Associação fala em ‘vergonha’ e pede punição após desembargador voltar a humilhar guardas municipais

O presidente da Associação dos Guardas Civis Municipais da Baixada Santista, Rodrigo Coutinho, disse ao G1 nesta sexta-feira (7) que espera uma punição ‘mais rigorosa’ para o desembargador do Tribunal de Justiça de São Paulo Eduardo Siqueira, que foi flagrado novamente sem máscara na orla de Santos, no litoral paulista, e ainda debochou dos guardas em áudio, afirmando que “não dá bola” e os acusando de “poluir a praia”.

Ao G1, Coutinho afirma que o novo áudio, divulgado nesta quinta-feira (6), não foi uma surpresa. O áudio foi enviado pelo desembargador à Reportagem após ser questionado sobre ter caminhado na faixa de areia sem utilizar máscara, em meio à pandemia de Covid-19. O registro foi feito por uma moradora de Santos, que prefere não se identificar. Ela alega que o magistrado caminhou na praia, entre os canais 4 e 5, na manhã da última quarta-feira (5), com o equipamento de proteção no pescoço.

“Esperamos que sirva como agravante para que uma possível punição dele seja mais rigorosa”, disse Coutinho. O sindicalista reafirmou que o áudio não causou surpresa, mesmo após o desembargador ter pedido desculpas ao guarda. “Ele já vem demonstrando que tem dificuldades de cumprir regras, e por ser um desembargador, acha que é um cidadão diferente das outras pessoas”, diz.

“Quem deveria dar o exemplo de boa conduta, por ser um magistrado, é ele, e quem polui a praia jogando papel no chão é ele”, disse Coutinho, fazendo referência à frase dita por Siqueira em áudio enviado ao G1. “Possivelmente, os demais desembargadores se envergonham em ter um colega que se comporta assim”, completa.

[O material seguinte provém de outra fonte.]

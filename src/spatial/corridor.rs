//! Corridor scanner (C4): which hash partitions a route corridor may touch,
//! and which geopoints from a candidate set actually fall within the
//! per-type distance threshold of the route.
//!
//! Pure transforms over a polyline — no I/O, shaped like the teacher's
//! `services::gpx::extract_track_points`.

use std::collections::HashSet;

use crate::db::models::GeoPoint;
use crate::geo::{geohash, geometry, GeoPoint2};

/// Population cells within this distance of a route segment count as near it.
const THRESHOLD_POPULATION_M: f64 = 500.0;
/// Weather reports within this distance of a route segment count as near it.
const THRESHOLD_WEATHER_M: f64 = 20_000.0;

const EARTH_DEGREE_METERS: f64 = 111_000.0;

/// Thin wrapper over `geohash::bboxes` (§4.4).
pub fn bounding_box_hashes(lat_min: f64, lon_min: f64, lat_max: f64, lon_max: f64, precision: usize) -> Vec<String> {
    geohash::bboxes(lat_min, lon_min, lat_max, lon_max, precision)
}

/// All hashes whose cells plausibly intersect a `buffer_meters`-wide
/// corridor around the `start`→`end` route, at the given precision.
pub fn route_hashes(
    start: GeoPoint2,
    end: GeoPoint2,
    precision: usize,
    step_meters: f64,
    buffer_meters: f64,
) -> Vec<String> {
    let mut seen = HashSet::new();
    let mut result = Vec::new();

    let mut push_hash = |h: String, seen: &mut HashSet<String>, result: &mut Vec<String>| {
        if seen.insert(h.clone()) {
            result.push(h);
        }
    };

    push_hash(geohash::encode(start.lat, start.lon, precision), &mut seen, &mut result);
    push_hash(geohash::encode(end.lat, end.lon, precision), &mut seen, &mut result);

    let total_distance = geometry::distance(start, end);
    let bearing = geometry::rhumb_bearing(start, end);
    let steps = (total_distance / step_meters).floor() as u64;

    for i in 0..=steps {
        let p = geometry::destination(start, i as f64 * step_meters, bearing);

        let d_lat = buffer_meters / EARTH_DEGREE_METERS;
        let d_lon = buffer_meters / (EARTH_DEGREE_METERS * p.lat.to_radians().cos());

        for h in geohash::bboxes(p.lat - d_lat, p.lon - d_lon, p.lat + d_lat, p.lon + d_lon, precision) {
            push_hash(h, &mut seen, &mut result);
        }
    }

    result
}

fn threshold_for(point: &GeoPoint) -> Option<f64> {
    match point {
        GeoPoint::Population(_) => Some(THRESHOLD_POPULATION_M),
        GeoPoint::Weather(_) => Some(THRESHOLD_WEATHER_M),
    }
}

/// Retains points within their type's threshold distance of segment `a`-`b`.
pub fn points_near_segment(a: GeoPoint2, b: GeoPoint2, points: &[GeoPoint]) -> Vec<GeoPoint> {
    points
        .iter()
        .filter(|p| {
            let Some(threshold) = threshold_for(p) else { return false };
            geometry::perpendicular_distance(p.point(), a, b) <= threshold
        })
        .cloned()
        .collect()
}

/// Applies `points_near_segment` across every consecutive segment of
/// `route_polyline`, deduplicating the union by `(lat, lon)`.
pub fn points_near_route(route_polyline: &[GeoPoint2], points: &[GeoPoint]) -> Vec<GeoPoint> {
    let mut seen = HashSet::new();
    let mut result = Vec::new();

    for window in route_polyline.windows(2) {
        let (a, b) = (window[0], window[1]);
        for p in points_near_segment(a, b, points) {
            let key = format!("{:.6},{:.6}", p.lat(), p.lon());
            if seen.insert(key) {
                result.push(p);
            }
        }
    }

    result
}

#[cfg(test)]
mod tests {
    use super::*;
    use crate::db::models::{PopulationCell, WeatherReport};
    use chrono::Utc;

    fn pop(lat: f64, lon: f64, population: i64) -> GeoPoint {
        GeoPoint::Population(PopulationCell { lat, lon, population })
    }

    fn weather(lat: f64, lon: f64) -> GeoPoint {
        let now = Utc::now();
        GeoPoint::Weather(WeatherReport {
            lat,
            lon,
            temperature_c: None,
            wind_speed_ms: None,
            visibility_meters: None,
            precipitation_level: None,
            data_timestamp: now,
            record_timestamp: now,
            ttl: now,
        })
    }

    #[test]
    fn route_hashes_includes_start_and_end() {
        let start = GeoPoint2::new(40.0, -73.0);
        let end = GeoPoint2::new(40.05, -73.0);
        let hashes = route_hashes(start, end, 5, 1000.0, 10_000.0);
        assert!(hashes.contains(&geohash::encode(start.lat, start.lon, 5)));
        assert!(hashes.contains(&geohash::encode(end.lat, end.lon, 5)));
    }

    #[test]
    fn route_hashes_zero_distance_still_covers_the_point() {
        let p = GeoPoint2::new(40.0, -73.0);
        let hashes = route_hashes(p, p, 5, 1000.0, 10_000.0);
        assert!(!hashes.is_empty());
    }

    #[test]
    fn corridor_completeness_property() {
        // Testable property 3: a point within 500m of the line is covered
        // when buffer_meters >= 500.
        let start = GeoPoint2::new(40.0, -73.0);
        let end = GeoPoint2::new(40.1, -73.0);
        let near = GeoPoint2::new(40.05, -73.001);
        assert!(geometry::perpendicular_distance(near, start, end) <= 500.0);

        let hashes = route_hashes(start, end, 5, 1000.0, 10_000.0);
        let point_hash = geohash::encode(near.lat, near.lon, 5);
        assert!(hashes.contains(&point_hash));
    }

    #[test]
    fn points_near_segment_keeps_close_population_cell() {
        let a = GeoPoint2::new(40.0, -73.0);
        let b = GeoPoint2::new(40.1, -73.0);
        let points = vec![pop(40.05, -73.0, 1000)];
        let near = points_near_segment(a, b, &points);
        assert_eq!(near.len(), 1);
    }

    #[test]
    fn points_near_segment_drops_far_population_cell() {
        let a = GeoPoint2::new(40.0, -73.0);
        let b = GeoPoint2::new(40.1, -73.0);
        let points = vec![pop(40.05, -72.9, 1000)];
        let near = points_near_segment(a, b, &points);
        assert!(near.is_empty());
    }

    #[test]
    fn points_near_segment_weather_uses_wider_threshold() {
        let a = GeoPoint2::new(40.0, -73.0);
        let b = GeoPoint2::new(40.1, -73.0);
        // ~1.5km east of the line -- too far for population, fine for weather.
        let points = vec![weather(40.05, -73.015)];
        let near = points_near_segment(a, b, &points);
        assert_eq!(near.len(), 1);
    }

    #[test]
    fn points_near_route_dedups_across_segments() {
        let polyline = vec![
            GeoPoint2::new(40.0, -73.0),
            GeoPoint2::new(40.05, -73.0),
            GeoPoint2::new(40.1, -73.0),
        ];
        let points = vec![pop(40.05, -73.0, 500)];
        let near = points_near_route(&polyline, &points);
        assert_eq!(near.len(), 1);
    }
}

Coutinho ainda relata que esse é um momento importante para os guardas municipais, já que há a discussão sobre a autoridade da GCM após o caso do magistrado. Ele diz que há respaldo jurídico para o guarda autuar em fiscalizações e patrulhamento preventivo, e que esta discussão ajuda ao ressaltar a importância do trabalho da guarda. O profissional humilhado por Siqueira também se pronunciou, afirmando que o magistrado ‘não vai mudar’.